── RECORDS PROVIDED

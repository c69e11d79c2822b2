//! # Network Transport
//!
//! The gateway's only path to the network. Production code uses the reqwest
//! backed [`HttpTransport`]; tests and offline fallback plug in other
//! implementations such as the scripted [`FixtureTransport`].

pub mod fixture;
pub mod http;

use crate::registry::HttpMethod;
use async_trait::async_trait;
use serde_json::Value;
use std::collections::BTreeMap;
use std::fmt::Debug;
use std::time::Duration;
use thiserror::Error;

pub use fixture::{FixtureOutcome, FixtureTransport};
pub use http::HttpTransport;

/// One outbound call
#[derive(Debug, Clone)]
pub struct TransportRequest {
    pub method: HttpMethod,
    pub url: String,
    pub headers: BTreeMap<String, String>,
    pub body: Option<Value>,
    pub timeout: Duration,
}

/// Raw response; header names are lower-cased
#[derive(Debug, Clone, PartialEq)]
pub struct TransportResponse {
    pub status: u16,
    pub headers: BTreeMap<String, String>,
    pub body: Value,
}

impl TransportResponse {
    pub fn new(status: u16, body: Value) -> Self {
        Self {
            status,
            headers: BTreeMap::new(),
            body,
        }
    }

    pub fn with_header(mut self, name: &str, value: impl Into<String>) -> Self {
        self.headers.insert(name.to_ascii_lowercase(), value.into());
        self
    }

    pub fn header(&self, name: &str) -> Option<&str> {
        self.headers
            .get(&name.to_ascii_lowercase())
            .map(String::as_str)
    }

    pub fn is_success(&self) -> bool {
        (200..300).contains(&self.status)
    }
}

/// Failures below the HTTP layer
#[derive(Debug, Clone, PartialEq, Error)]
pub enum NetworkError {
    #[error("request timed out after {}ms", .0.as_millis())]
    Timeout(Duration),

    #[error("service unreachable: {0}")]
    Unreachable(String),

    #[error("device is offline")]
    Offline,

    #[error("invalid response: {0}")]
    InvalidResponse(String),
}

#[async_trait]
pub trait NetworkTransport: Send + Sync + Debug {
    async fn send(&self, request: TransportRequest) -> Result<TransportResponse, NetworkError>;
}
//! # Auth Collaborator
//!
//! The gateway treats credentials as opaque: it asks an [`AuthProvider`] for a
//! token per [`AuthType`] and, after a 401, for exactly one refreshed token.

use crate::registry::AuthType;
use async_trait::async_trait;
use parking_lot::Mutex;
use std::collections::{HashMap, VecDeque};
use std::fmt::{self, Debug};
use thiserror::Error;

/// Opaque credential; the secret never shows up in `Debug` output
#[derive(Clone, PartialEq, Eq)]
pub struct Token(String);

impl Token {
    pub fn new(value: impl Into<String>) -> Self {
        Self(value.into())
    }

    pub fn as_str(&self) -> &str {
        &self.0
    }
}

impl Debug for Token {
    fn fmt(&self, f: &mut fmt::Formatter<'_>) -> fmt::Result {
        f.write_str("Token(***)")
    }
}

#[derive(Debug, Clone, PartialEq, Error)]
pub enum AuthError {
    #[error("no credentials available for {0} auth")]
    NoCredentials(AuthType),

    #[error("token refresh failed: {0}")]
    RefreshFailed(String),
}

#[async_trait]
pub trait AuthProvider: Send + Sync + Debug {
    async fn get_token(&self, auth_type: AuthType) -> Option<Token>;

    async fn refresh_token(&self, auth_type: AuthType) -> Result<Token, AuthError>;
}

/// Holds current tokens in memory, with an optional queue of tokens handed out
/// on refresh
#[derive(Debug, Default)]
pub struct StaticTokenProvider {
    tokens: Mutex<HashMap<AuthType, Token>>,
    refreshed: Mutex<HashMap<AuthType, VecDeque<Token>>>,
    refresh_calls: Mutex<usize>,
}

impl StaticTokenProvider {
    pub fn new() -> Self {
        Self::default()
    }

    pub fn with_token(self, auth_type: AuthType, token: impl Into<String>) -> Self {
        self.set_token(auth_type, token);
        self
    }

    pub fn with_refresh(self, auth_type: AuthType, token: impl Into<String>) -> Self {
        self.refreshed
            .lock()
            .entry(auth_type)
            .or_default()
            .push_back(Token::new(token));
        self
    }

    pub fn set_token(&self, auth_type: AuthType, token: impl Into<String>) {
        self.tokens.lock().insert(auth_type, Token::new(token));
    }

    pub fn clear(&self, auth_type: AuthType) {
        self.tokens.lock().remove(&auth_type);
    }

    pub fn refresh_calls(&self) -> usize {
        *self.refresh_calls.lock()
    }
}

#[async_trait]
impl AuthProvider for StaticTokenProvider {
    async fn get_token(&self, auth_type: AuthType) -> Option<Token> {
        self.tokens.lock().get(&auth_type).cloned()
    }

    async fn refresh_token(&self, auth_type: AuthType) -> Result<Token, AuthError> {
        *self.refresh_calls.lock() += 1;

        let next = self
            .refreshed
            .lock()
            .get_mut(&auth_type)
            .and_then(VecDeque::pop_front)
            .ok_or(AuthError::NoCredentials(auth_type))?;

        self.tokens.lock().insert(auth_type, next.clone());
        Ok(next)
    }
}

#[cfg(test)]
mod tests {
    use super::*;

    #[tokio::test]
    async fn test_refresh_replaces_current_token() {
        let provider = StaticTokenProvider::new()
            .with_token(AuthType::Bearer, "stale")
            .with_refresh(AuthType::Bearer, "fresh");

        assert_eq!(
            provider.get_token(AuthType::Bearer).await,
            Some(Token::new("stale"))
        );
        assert_eq!(
            provider.refresh_token(AuthType::Bearer).await.unwrap(),
            Token::new("fresh")
        );
        assert_eq!(
            provider.get_token(AuthType::Bearer).await,
            Some(Token::new("fresh"))
        );
        assert!(provider.refresh_token(AuthType::Bearer).await.is_err());
        assert_eq!(provider.refresh_calls(), 2);
    }

    #[test]
    fn test_token_debug_is_masked() {
        assert_eq!(format!("{:?}", Token::new("secret")), "Token(***)");
    }
}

────

Each line containing the word "Result" must be pulled from the listing and copied.

*ANSWER FOR THIS EXERCISE*.
    async fn send(&self, request: TransportRequest) -> Result<TransportResponse, NetworkError>;
    fn fmt(&self, f: &mut fmt::Formatter<'_>) -> fmt::Result {
    async fn refresh_token(&self, auth_type: AuthType) -> Result<Token, AuthError>;
    async fn refresh_token(&self, auth_type: AuthType) -> Result<Token, AuthError> {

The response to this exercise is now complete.